Mr. A. Williams is a consultant colorectal surgeon at St Thomas’ and Guy’s Hospitals, and the Director of the Pelvic floor unit.1. Could you give us some words about yourself?
I am a consultant colorectal surgeon at St Thomas’ and Guy’s Hospitals, I am also the Director of the Pelvic floor unit. I have special interests in Enhanced Recovery Programs and the optimisation of the care of patients undergoing colorectal surgery. I also have special interest in pelvic floor pathology and proctology including anal fistulae.
2. When would you establish your first interest on Enhanced recovery surgery?
I first started looking at Enhanced Recovery in 2005 and started our program in October 2006
3. According to your experience, what should be the main objective of any Fast Track program?
To minimise morbidity following surgery and optimise recovery, in so doing to reduce length of stay without compromise of discharge criteria.
4. Are all patients candidates for Fast Track?
YES, those with most co-morbidity and having the largest operations have the most to gain.
5. Among the different steps that usually forms the enhanced recovery programmes, which one do you think are the more important?
Of major importance is education and expectation management, without this any hopes of earlier discharge fails. With this come nutrition and shorter fasting periods, preop carbohydrate loading and the avoidance of bowel prep. Goal directed fluid management in the peri-operative period is also very important.

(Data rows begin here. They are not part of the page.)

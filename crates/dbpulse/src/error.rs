//! # Error Types
//!
//! Every failure the monitor can observe maps to one [`DbPulseError`]
//! variant. None of them are fatal: the health monitor stores the most
//! recent one in the [`StatusRecord`](crate::status::StatusRecord) and keeps
//! running.

use thiserror::Error;

/// Convenient Result alias for dbpulse operations.
pub type DbPulseResult<T> = std::result::Result<T, DbPulseError>;

/// All errors produced by the connection handle, connectors and config loader.
#[derive(Error, Debug)]
pub enum DbPulseError {
    // ─── Connection ─────────────────────────────────────────────────
    /// Failed to establish a connection (target unreachable, auth failure, ...).
    ///
    /// `target` is always the redacted form of the connection string.
    #[error("Failed to connect to {target}: {reason}")]
    ConnectionFailed { target: String, reason: String },

    /// The liveness check failed on an established connection.
    #[error("Ping failed: {reason}")]
    PingFailed { reason: String },

    /// A ping was attempted while no connection is owned.
    #[error("No database connection")]
    NoConnection,

    // ─── Timeout ────────────────────────────────────────────────────
    /// Connect or ping did not finish within the configured timeout.
    #[error("Operation timed out after {seconds}s")]
    Timeout { seconds: u64 },

    // ─── Config ─────────────────────────────────────────────────────
    /// Configuration file error (missing, malformed, or invalid values).
    #[error("Configuration error: {reason}")]
    ConfigError { reason: String },
}

// ─── From impls for external error types ────────────────────────────────

#[cfg(feature = "config-toml")]
impl From<toml::de::Error> for DbPulseError {
    fn from(err: toml::de::Error) -> Self {
        DbPulseError::ConfigError {
            reason: err.to_string(),
        }
    }
}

6. Most fast track programmes have among their steps the optimization of fluid therapy, could you explain, in short, what this mean?
Fluid optimisation involves an accurate beat to beat assessment of intravascular filling. In response to this fluid is given and the physiological response measured. If it is evident that the intravascular system is still under filled then more fluid is given until the system is filled. Only when the response to filling changes can one consider the intravascular system full. By reassessing fluid can be given when needed.
7. On average how much faster would a patient who has had fast track surgery be at home, compared to one who’s had traditional surgery?
Usually we would expect between 3 and 7 days sooner.
8. Talking about laparoscopic colorectal surgery, if a patient has laparoscopic surgery but out of any fast track protocol does it have the same benefits?
Laparoscopic surgery on its own will reduce length of stay when there are no complications. Laparoscopic surgery within an enhanced recovery service may not reduce the length of stay over and above that achieved with open surgery, however it does make enhanced recovery easier to achieve.
9. According to your Enhanced recovery programme, what are your criteria of exclusion?
NONE other than the patient refusing to mobilise, eat etc.
10. How difficult is to establish a Fast track programme?
It is moderately difficult to start, mainly because of the need to constantly remind everyone involved about what is needed, and to encourage constant questioning of why a patient cannot eat, have lines out, remove catheters etc?
What is more difficult is maintaining momentum in the long term especially as junior staff but medical and nursing change.
11. Talking about cost, are these programmes cost-effectives?
Reducing length of stay by even 1 – 2 days immediately makes the program cost effective. Most of the steps involved in the Program cost very little, what needs to change is expectation and old preconceptions of surgical management.
12. It is assumed that Fast Track programmes are a number of evidenced–based interventions to improve both care and recovery. Why they are so difficult to be worlwide accepted?
Reluctance of adopting Fast Track recovery is largely due to “traditional” surgical teaching and mentality. People find change difficult especially if they have been practicing in a certain way for years, challenging deeply held beliefs concerning feeding, bowel prep etc is difficult despite good evidence backing new approaches.
13. Which would be your recommendations to any one who wants to start with a Fast Track Surgery programme?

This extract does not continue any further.